Лошадь, преданное и храброе животное. Она ни разу не предала Ульвхедина, следовала за ним в снег и в холод, такая же голодная, как и он. Слову «дружба» Ульвхедин еще не научился. Но иногда украдкой, стыдливо гладил по мягкому крупу. А та благодарно кивала головой.
Просыпался он и засыпал он с одной мыслью — как там его лошадка? Хорошо ли ей? Черты лица смягчались, и он думал о другом существе, что нуждалось в его заботе, что могло быть таким благодарным… Он часто вспоминал о ней…
Но признаться в этом? О нет, никогда.
В Линде-аллее Элисе было хорошо. Ирмелин и, как ни странно, Виллему, были ей опорой и поддержкой. А Габриэлла, наоборот, все больше и больше замыкалась в себе. Время шло, и только теперь она начала понимать, как ей не хватает Калеба. Об Ульвхедине она и слышать не желала. Понимая в душе, что все равно потеряла бы Калеба, но не могла простить Ульвхедину ни смерти Калеба, ни Маттиаса. Виллему и Доминик очень боялись за нее.
Элисе же все было нипочем. Она пела и плясала, и в Линде-аллее не было существа более жизнерадостного, чем она. Она старалась по-прежнему выполнять свои обязанности. Надо сказать, у нее это здорово получалось. Так Элиса выражала свою благодарность за понимание и поддержку.

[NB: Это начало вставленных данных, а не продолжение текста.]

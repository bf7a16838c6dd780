//! Identity of a requesting user or of a submitter.

use crate::error::{CoreError, CoreResult};
use crate::text::{normalize_str, value_type_name};
use serde::Serialize;
use serde_json::Value;

/// A normalized `name`/`org`/`roles` triple.
///
/// All fields are normalized at construction and `roles` always holds at
/// least one entry.
#[derive(Debug, Clone, PartialEq, Eq, Hash, Serialize)]
pub struct Person {
    name: String,
    org: String,
    roles: Vec<String>,
}

impl Person {
    /// Create a person holding a single role
    #[must_use]
    pub fn new(name: &str, org: &str, role: &str) -> Self {
        Self {
            name: normalize_str(name),
            org: normalize_str(org),
            roles: vec![normalize_str(role)],
        }
    }

    /// Create a person holding several roles, in priority order
    ///
    /// # Errors
    ///
    /// Returns error if `roles` is empty
    pub fn with_roles<I, S>(name: &str, org: &str, roles: I) -> CoreResult<Self>
    where
        I: IntoIterator<Item = S>,
        S: AsRef<str>,
    {
        let roles: Vec<String> = roles
            .into_iter()
            .map(|r| normalize_str(r.as_ref()))
            .collect();
        if roles.is_empty() {
            return Err(CoreError::InvalidRoles {
                reason: "roles not specified - it must be a list of strings".to_string(),
            });
        }
        Ok(Self {
            name: normalize_str(name),
            org: normalize_str(org),
            roles,
        })
    }

    /// Create a person from a dynamically typed role value: either a string
    /// or a non-empty list of strings.
    ///
    /// # Errors
    ///
    /// Returns error for any other shape
    pub fn from_role_value(name: &str, org: &str, role: &Value) -> CoreResult<Self> {
        match role {
            Value::String(r) => Ok(Self::new(name, org, r)),
            Value::Array(items) => {
                let mut roles = Vec::with_capacity(items.len());
                for item in items {
                    match item {
                        Value::String(r) => roles.push(r.as_str()),
                        other => {
                            return Err(CoreError::InvalidRoles {
                                reason: format!(
                                    "role value must be a str but got {}",
                                    value_type_name(other)
                                ),
                            });
                        }
                    }
                }
                Self::with_roles(name, org, roles)
            }
            other => Err(CoreError::InvalidRoles {
                reason: format!(
                    "role must be a str or list of str but got {}",
                    value_type_name(other)
                ),
            }),
        }
    }

    /// The anonymous identity: empty name, org and role
    #[must_use]
    pub fn anonymous() -> Self {
        Self::new("", "", "")
    }

    /// Normalized user name
    #[must_use]
    pub fn name(&self) -> &str {
        &self.name
    }

    /// Normalized organization
    #[must_use]
    pub fn org(&self) -> &str {
        &self.org
    }

    /// Normalized roles, never empty
    #[must_use]
    pub fn roles(&self) -> &[String] {
        &self.roles
    }

    /// Whether this person holds `role` (compared after normalization)
    #[must_use]
    pub fn has_role(&self, role: &str) -> bool {
        let role = normalize_str(role);
        self.roles.iter().any(|r| *r == role)
    }
}

impl std::fmt::Display for Person {
    fn fmt(&self, f: &mut std::fmt::Formatter<'_>) -> std::fmt::Result {
        write!(f, "{}:{}:{}", self.name, self.org, self.roles[0])
    }
}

И как бы ни были к ней добры в Линде-аллее, деревня судила ее по своим строгим законам. Постепенно ее положение стало явным, и она перестала покидать дом, особенно после того, как чуть не замерзла на пригорке у церкви. Крестьянские жены жестоко издевались над ней, пока она шла домой, да соседские мальчишки чуть не забросали камнями.
Однажды к Андреасу пришли три члена церковного совета, считавшие, что их высокое положение позволяет судить людей строже пастора. Пастор в Гростенсхольме был уже стар и немощен и метал громы и молнии только с церковной кафедры. Он уже давно потерял контакт с приходом и потому не осудил Элису дочь Лapca должным образом. С Людьми Льда всегда было сложно иметь дело, так как они пользовались уважением в деревне, делали много хорошего для ее жителей. К тому же они были не последними людьми в приходе. Да и потом они всегда обсуждали место церкви в христианстве, утверждая, что церковь — это одно, а христианство нечто совсем другое. Пастор был по горло сыт ими.